Он нагнулся и осмотрел комочек тела, комочек кожи и костей. Девочка! Он хотел сказать: «А я слышал, как она кричала – живая!» – но тут он посмотрел в лицо женщины. Глаза были закрыты, и цвет лица был подобен цвету пепла, и кости выдавались под кожей – жалкое, безмолвное лицо женщины, претерпевшей до конца, – и не смог произнести ни слова. В конце концов за последние месяцы ему приходилось носить только собственное тело. Какие же муки голода должна была претерпеть эта женщина, которую изнутри глодало заморенное голодом существо, отчаянно стремившееся к жизни!

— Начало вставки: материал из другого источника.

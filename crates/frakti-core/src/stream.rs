//! Stream Extractor (C2, spec §4.2): demultiplexes a byte stream carrying
//! interleaved stdout/stderr framed as `[kind:1][reserved:3][len:4 BE][payload]`
//! back into two separate byte vectors, stateful across `extract` calls so a
//! frame header may be split arbitrarily across reads.

use crate::error::{FraktiError, Result};

const HEADER_LEN: usize = 8;

pub const STREAM_STDOUT: u8 = 1;
pub const STREAM_STDERR: u8 = 2;

#[derive(Debug, Clone, Copy, PartialEq, Eq)]
enum State {
    ReadingHeader,
    ReadingBody,
}

/// Output of a single `extract` call: the stdout and stderr bytes decoded
/// from the input chunk, in the order they were framed.
#[derive(Debug, Default, Clone, PartialEq, Eq)]
pub struct ExtractedChunk {
    pub stdout: Vec<u8>,
    pub stderr: Vec<u8>,
}

pub struct StreamExtractor {
    tty: bool,
    state: State,
    header_buf: [u8; HEADER_LEN],
    header_filled: usize,
    current_kind: u8,
    remaining: u32,
}

impl StreamExtractor {
    pub fn new(tty: bool) -> Self {
        Self {
            tty,
            state: State::ReadingHeader,
            header_buf: [0u8; HEADER_LEN],
            header_filled: 0,
            current_kind: 0,
            remaining: 0,
        }
    }

    /// TTY mode passes bytes through unchanged as stdout, stderr always empty.
    pub fn extract(&mut self, input: &[u8]) -> Result<ExtractedChunk> {
        if self.tty {
            return Ok(ExtractedChunk {
                stdout: input.to_vec(),
                stderr: Vec::new(),
            });
        }

        let mut out = ExtractedChunk::default();
        let mut buf = input;

        while !buf.is_empty() {
            match self.state {
                State::ReadingHeader => {
                    let need = HEADER_LEN - self.header_filled;
                    let take = need.min(buf.len());
                    self.header_buf[self.header_filled..self.header_filled + take]
                        .copy_from_slice(&buf[..take]);
                    self.header_filled += take;
                    buf = &buf[take..];

                    if self.header_filled == HEADER_LEN {
                        let kind = self.header_buf[0];
                        if kind != STREAM_STDOUT && kind != STREAM_STDERR {
                            return Err(FraktiError::protocol_error(format!(
                                "invalid stream kind byte {kind}"
                            )));
                        }
                        let len = u32::from_be_bytes([
                            self.header_buf[4],
                            self.header_buf[5],
                            self.header_buf[6],
                            self.header_buf[7],
                        ]);
                        self.current_kind = kind;
                        self.remaining = len;
                        self.header_filled = 0;
                        self.state = State::ReadingBody;
                    }
                }
                State::ReadingBody => {
                    let take = (self.remaining as usize).min(buf.len());
                    let chunk = &buf[..take];
                    match self.current_kind {
                        STREAM_STDOUT => out.stdout.extend_from_slice(chunk),
                        STREAM_STDERR => out.stderr.extend_from_slice(chunk),
                        _ => unreachable!("validated when header was parsed"),
                    }
                    self.remaining -= take as u32;
                    buf = &buf[take..];

                    if self.remaining == 0 {
                        self.state = State::ReadingHeader;
                    }
                }
            }
        }

        Ok(out)
    }
}

/// Build a single frame: kind byte, 3 reserved bytes, big-endian u32 length, payload.
pub fn frame(kind: u8, payload: &[u8]) -> Vec<u8> {
    let mut out = Vec::with_capacity(HEADER_LEN + payload.len());
    out.push(kind);
    out.extend_from_slice(&[0, 0, 0]);
    out.extend_from_slice(&(payload.len() as u32).to_be_bytes());
    out.extend_from_slice(payload);
    out
}

#[cfg(test)]
mod tests {
    use super::*;

    #[test]
    fn tty_mode_passes_through_as_stdout() {
        let mut ex = StreamExtractor::new(true);
        let out = ex.extract(b"raw bytes").unwrap();
        assert_eq!(out.stdout, b"raw bytes");
        assert!(out.stderr.is_empty());
    }

    #[test]
    fn single_call_decodes_both_frames() {
        let mut input = frame(STREAM_STDOUT, b"hello");
        input.extend(frame(STREAM_STDERR, b"err"));

        let mut ex = StreamExtractor::new(false);
        let out = ex.extract(&input).unwrap();
        assert_eq!(out.stdout, b"hello");
        assert_eq!(out.stderr, b"err");
    }

    #[test]
    fn split_across_calls_in_three_byte_chunks() {
        let mut input = frame(STREAM_STDOUT, b"hello");
        input.extend(frame(STREAM_STDERR, b"err"));

        let mut ex = StreamExtractor::new(false);
        let mut stdout = Vec::new();
        let mut stderr = Vec::new();
        for chunk in input.chunks(3) {
            let out = ex.extract(chunk).unwrap();
            stdout.extend(out.stdout);
            stderr.extend(out.stderr);
        }
        assert_eq!(stdout, b"hello");
        assert_eq!(stderr, b"err");
    }

    #[test]
    fn invalid_kind_byte_is_protocol_error() {
        let mut bad = vec![9u8, 0, 0, 0, 0, 0, 0, 1];
        bad.push(b'x');
        let mut ex = StreamExtractor::new(false);
        let err = ex.extract(&bad).unwrap_err();
        assert!(matches!(err, FraktiError::ProtocolError { .. }));
    }

    #[test]
    fn header_split_one_byte_at_a_time() {
        let input = frame(STREAM_STDOUT, b"ab");
        let mut ex = StreamExtractor::new(false);
        let mut stdout = Vec::new();
        for b in &input {
            let out = ex.extract(std::slice::from_ref(b)).unwrap();
            stdout.extend(out.stdout);
        }
        assert_eq!(stdout, b"ab");
    }
}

Он ничего не сказал и вынес мертвого ребенка в другую комнату, положил его на земляной пол и, после долгих поисков, нашел кусок старой циновки, в который и завернул ребенка. Головка моталась из стороны в сторону, и он увидел на шее два темных синяка, но все же кончил то, что начал делать. Он взял сверток в циновке и, отойдя от дома, сколько хватило сил, положил свою ношу на осыпавшийся край старой могилы. Эта могила стояла среди других, сровнявшихся с землей, давно забытых или заброшенных, на склоне холма у межи западного поля Ван Луна. Не успел он положить свою ношу, как за его спиной появилась голодная одичавшая собака, настолько голодная, что когда он взял камень и бросил в нее, и камень ударился с глухим стуком о ее тощий бок, она все же отошла не дальше чем на два шага. Наконец Ван Лун почувствовал, что ноги у него подламываются, и, закрыв лицо руками, пошел обратно.
– Так лучше, – прошептал он про себя, и в первый раз отчаяние заполнило его душу.

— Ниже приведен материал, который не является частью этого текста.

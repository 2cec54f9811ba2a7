//! Checkpoint Store (C1, spec §4.1).
//!
//! Two implementations sharing one trait: a filesystem-backed store (one file
//! per key, atomic stage-then-rename writes) and an in-memory store for tests
//! and for callers that accept losing checkpoints on restart.

use crate::error::{FraktiError, Result};
use async_trait::async_trait;
use std::collections::HashMap;
use std::path::{Path, PathBuf};
use std::sync::Mutex;
use tokio::fs;

#[async_trait]
pub trait CheckpointStore: Send + Sync {
    async fn add(&self, key: &str, blob: &[u8]) -> Result<()>;
    async fn get(&self, key: &str) -> Result<Vec<u8>>;
    async fn delete(&self, key: &str) -> Result<()>;
    async fn list(&self) -> Result<Vec<String>>;
}

/// Filesystem-backed checkpoint store. Keys are sandbox ids; `Add` stages to
/// `<root>/sandbox/<key>.tmp` then renames into place so a crash mid-write
/// never leaves a torn file (spec §4.1 invariants), following the on-disk
/// layout spec §6 documents (`<root>/sandbox/<sandboxID>`).
pub struct FsCheckpointStore {
    root: PathBuf,
}

impl FsCheckpointStore {
    pub async fn new(root: impl Into<PathBuf>) -> Result<Self> {
        let root = root.into();
        let dir = root.join("sandbox");
        fs::create_dir_all(&dir).await.map_err(|e| {
            FraktiError::storage(format!("creating checkpoint dir {}: {}", dir.display(), e))
        })?;
        Ok(Self { root })
    }

    fn dir(&self) -> PathBuf {
        self.root.join("sandbox")
    }

    fn path_for(&self, key: &str) -> PathBuf {
        checkpoint_path(&self.root, key)
    }

    fn tmp_path_for(&self, key: &str) -> PathBuf {
        self.dir().join(format!("{key}.tmp"))
    }
}

#[async_trait]
impl CheckpointStore for FsCheckpointStore {
    async fn add(&self, key: &str, blob: &[u8]) -> Result<()> {
        let tmp = self.tmp_path_for(key);
        let dest = self.path_for(key);
        fs::write(&tmp, blob)
            .await
            .map_err(|e| FraktiError::storage(format!("staging {}: {}", tmp.display(), e)))?;
        fs::rename(&tmp, &dest)
            .await
            .map_err(|e| FraktiError::storage(format!("committing {}: {}", dest.display(), e)))?;
        Ok(())
    }

    async fn get(&self, key: &str) -> Result<Vec<u8>> {
        let path = self.path_for(key);
        match fs::read(&path).await {
            Ok(blob) => Ok(blob),
            Err(e) if e.kind() == std::io::ErrorKind::NotFound => {
                Err(FraktiError::not_found(key))
            }
            Err(e) => Err(FraktiError::storage(format!("reading {}: {}", path.display(), e))),
        }
    }

    async fn delete(&self, key: &str) -> Result<()> {
        let path = self.path_for(key);
        match fs::remove_file(&path).await {
            Ok(()) => Ok(()),
            // Idempotent removal: a missing key is success (spec §4.1 failure semantics).
            Err(e) if e.kind() == std::io::ErrorKind::NotFound => Ok(()),
            Err(e) => Err(FraktiError::storage(format!("deleting {}: {}", path.display(), e))),
        }
    }

    async fn list(&self) -> Result<Vec<String>> {
        let dir = self.dir();
        let mut out = Vec::new();
        let mut entries = fs::read_dir(&dir)
            .await
            .map_err(|e| FraktiError::storage(format!("listing {}: {}", dir.display(), e)))?;
        while let Some(entry) = entries
            .next_entry()
            .await
            .map_err(|e| FraktiError::storage(e.to_string()))?
        {
            let name = entry.file_name().to_string_lossy().into_owned();
            if !name.ends_with(".tmp") {
                out.push(name);
            }
        }
        Ok(out)
    }
}

/// In-memory checkpoint store. Used by unit tests and by embedders that do
/// not need checkpoints to survive a restart.
#[derive(Default)]
pub struct MemCheckpointStore {
    blobs: Mutex<HashMap<String, Vec<u8>>>,
}

impl MemCheckpointStore {
    pub fn new() -> Self {
        Self::default()
    }
}

#[async_trait]
impl CheckpointStore for MemCheckpointStore {
    async fn add(&self, key: &str, blob: &[u8]) -> Result<()> {
        self.blobs.lock().unwrap().insert(key.to_string(), blob.to_vec());
        Ok(())
    }

    async fn get(&self, key: &str) -> Result<Vec<u8>> {
        self.blobs
            .lock()
            .unwrap()
            .get(key)
            .cloned()
            .ok_or_else(|| FraktiError::not_found(key))
    }

    async fn delete(&self, key: &str) -> Result<()> {
        self.blobs.lock().unwrap().remove(key);
        Ok(())
    }

    async fn list(&self) -> Result<Vec<String>> {
        Ok(self.blobs.lock().unwrap().keys().cloned().collect())
    }
}

/// Spec §6's documented on-disk layout: a sandbox checkpoint lives at
/// `<root>/sandbox/<sandboxID>`. `FsCheckpointStore` resolves every key
/// through this so the schema stays in one place.
pub fn checkpoint_path(root: &Path, sandbox_id: &str) -> PathBuf {
    root.join("sandbox").join(sandbox_id)
}

#[cfg(test)]
mod tests {
    use super::*;

    async fn roundtrip<S: CheckpointStore>(store: S) {
        store.add("p0", b"blob_b").await.unwrap();
        store.add("p1", b"blob_c").await.unwrap();

        let mut keys = store.list().await.unwrap();
        keys.sort();
        assert_eq!(keys, vec!["p0".to_string(), "p1".to_string()]);

        assert_eq!(store.get("p0").await.unwrap(), b"blob_b");

        store.delete("p0").await.unwrap();
        assert_eq!(store.list().await.unwrap(), vec!["p1".to_string()]);

        // Idempotent: deleting an already-missing key still succeeds.
        store.delete("p0").await.unwrap();
    }

    #[tokio::test]
    async fn mem_store_roundtrip() {
        roundtrip(MemCheckpointStore::new()).await;
    }

    #[tokio::test]
    async fn fs_store_roundtrip() {
        let dir = tempfile::tempdir().unwrap();
        let store = FsCheckpointStore::new(dir.path()).await.unwrap();
        roundtrip(store).await;
    }

    #[tokio::test]
    async fn fs_store_get_missing_is_not_found() {
        let dir = tempfile::tempdir().unwrap();
        let store = FsCheckpointStore::new(dir.path()).await.unwrap();
        let err = store.get("absent").await.unwrap_err();
        assert!(err.is_not_found());
    }

    #[tokio::test]
    async fn fs_store_add_is_atomic_no_tmp_left_behind() {
        let dir = tempfile::tempdir().unwrap();
        let store = FsCheckpointStore::new(dir.path()).await.unwrap();
        store.add("k", b"v").await.unwrap();
        let keys = store.list().await.unwrap();
        assert_eq!(keys, vec!["k".to_string()]);
    }
}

На следующее утро, когда солнце, как всегда, поднялось на голубом лакированном небе, ему представилось сном, что он хотел уйти из дому с беспомощными детьми, ослабевшей женщиной и дряхлым стариком. Как они потащатся за сотни миль, хотя бы и к сытой жизни? И кто знает, есть ли пища даже на юге? Казалось, что нигде нет конца этому раскаленному небу. Может быть, они потратят последние силы только затем, чтобы и там найти голодающих и к тому же чужих людей. Гораздо лучше остаться здесь, где они по крайней мере умрут в своих постелях. Он сидел на пороге дома и безучастно смотрел вдаль на иссохшие и окаменевшие поля, с которых давно уже собрали все, что можно было назвать пищей или топливом.